* PROMPT *
The entries below should appear again in your reply, word for word.

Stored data
* * * * *
//! Entity CRUD routes.

use axum::{
    extract::{Path, State},
    http::StatusCode,
    routing::get,
    Json, Router,
};
use paddock_engine::JsonRecord;
use serde_json::Value;

use crate::error::Result;
use crate::handlers::{handle_create, handle_delete, handle_get, handle_list, handle_update};
use crate::AppState;

/// Create entity routes.
pub fn routes() -> Router<AppState> {
    Router::new()
        .route("/entities/{kind}", get(list_handler).post(create_handler))
        .route(
            "/entities/{kind}/{id}",
            get(get_handler).patch(update_handler).delete(delete_handler),
        )
}

/// GET /entities/{kind} - List records of a kind.
async fn list_handler(
    State(state): State<AppState>,
    Path(kind): Path<String>,
) -> Result<Json<Vec<JsonRecord>>> {
    let records = handle_list(&state, &kind)?;
    Ok(Json(records))
}

/// POST /entities/{kind} - Create a record.
async fn create_handler(
    State(state): State<AppState>,
    Path(kind): Path<String>,
    Json(body): Json<Value>,
) -> Result<(StatusCode, Json<JsonRecord>)> {
    let record = handle_create(&state, &kind, body)?;
    Ok((StatusCode::CREATED, Json(record)))
}

/// GET /entities/{kind}/{id} - Fetch a record.
async fn get_handler(
    State(state): State<AppState>,
    Path((kind, id)): Path<(String, String)>,
) -> Result<Json<JsonRecord>> {
    let record = handle_get(&state, &kind, &id)?;
    Ok(Json(record))
}

/// PATCH /entities/{kind}/{id} - Merge fields into a record.
async fn update_handler(
    State(state): State<AppState>,
    Path((kind, id)): Path<(String, String)>,
    Json(body): Json<Value>,
) -> Result<Json<JsonRecord>> {
    let record = handle_update(&state, &kind, &id, body)?;
    Ok(Json(record))
}

/// DELETE /entities/{kind}/{id} - Delete a record.
async fn delete_handler(
    State(state): State<AppState>,
    Path((kind, id)): Path<(String, String)>,
) -> Result<StatusCode> {
    handle_delete(&state, &kind, &id)?;
    Ok(StatusCode::NO_CONTENT)
}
* * * * *
* OUTPUT FOR THIS EXERCISE *
//! Entity CRUD routes.

use axum::{
    extract::{Path, State},
    http::StatusCode,
    routing::get,
    Json, Router,
};
use paddock_engine::JsonRecord;
use serde_json::Value;

use crate::error::Result;
use crate::handlers::{handle_create, handle_delete, handle_get, handle_list, handle_update};
use crate::AppState;

/// Create entity routes.
pub fn routes() -> Router<AppState> {
    Router::new()
        .route("/entities/{kind}", get(list_handler).post(create_handler))
        .route(
            "/entities/{kind}/{id}",
            get(get_handler).patch(update_handler).delete(delete_handler),
        )
}

/// GET /entities/{kind} - List records of a kind.
async fn list_handler(
    State(state): State<AppState>,
    Path(kind): Path<String>,
) -> Result<Json<Vec<JsonRecord>>> {
    let records = handle_list(&state, &kind)?;
    Ok(Json(records))
}

/// POST /entities/{kind} - Create a record.
async fn create_handler(
    State(state): State<AppState>,
    Path(kind): Path<String>,
    Json(body): Json<Value>,
) -> Result<(StatusCode, Json<JsonRecord>)> {
    let record = handle_create(&state, &kind, body)?;
    Ok((StatusCode::CREATED, Json(record)))
}

/// GET /entities/{kind}/{id} - Fetch a record.
async fn get_handler(
    State(state): State<AppState>,
    Path((kind, id)): Path<(String, String)>,
) -> Result<Json<JsonRecord>> {
    let record = handle_get(&state, &kind, &id)?;
    Ok(Json(record))
}

/// PATCH /entities/{kind}/{id} - Merge fields into a record.
async fn update_handler(
    State(state): State<AppState>,
    Path((kind, id)): Path<(String, String)>,
    Json(body): Json<Value>,
) -> Result<Json<JsonRecord>> {
    let record = handle_update(&state, &kind, &id, body)?;
    Ok(Json(record))
}

/// DELETE /entities/{kind}/{id} - Delete a record.
async fn delete_handler(
    State(state): State<AppState>,
    Path((kind, id)): Path<(String, String)>,
) -> Result<StatusCode> {
    handle_delete(&state, &kind, &id)?;
    Ok(StatusCode::NO_CONTENT)
}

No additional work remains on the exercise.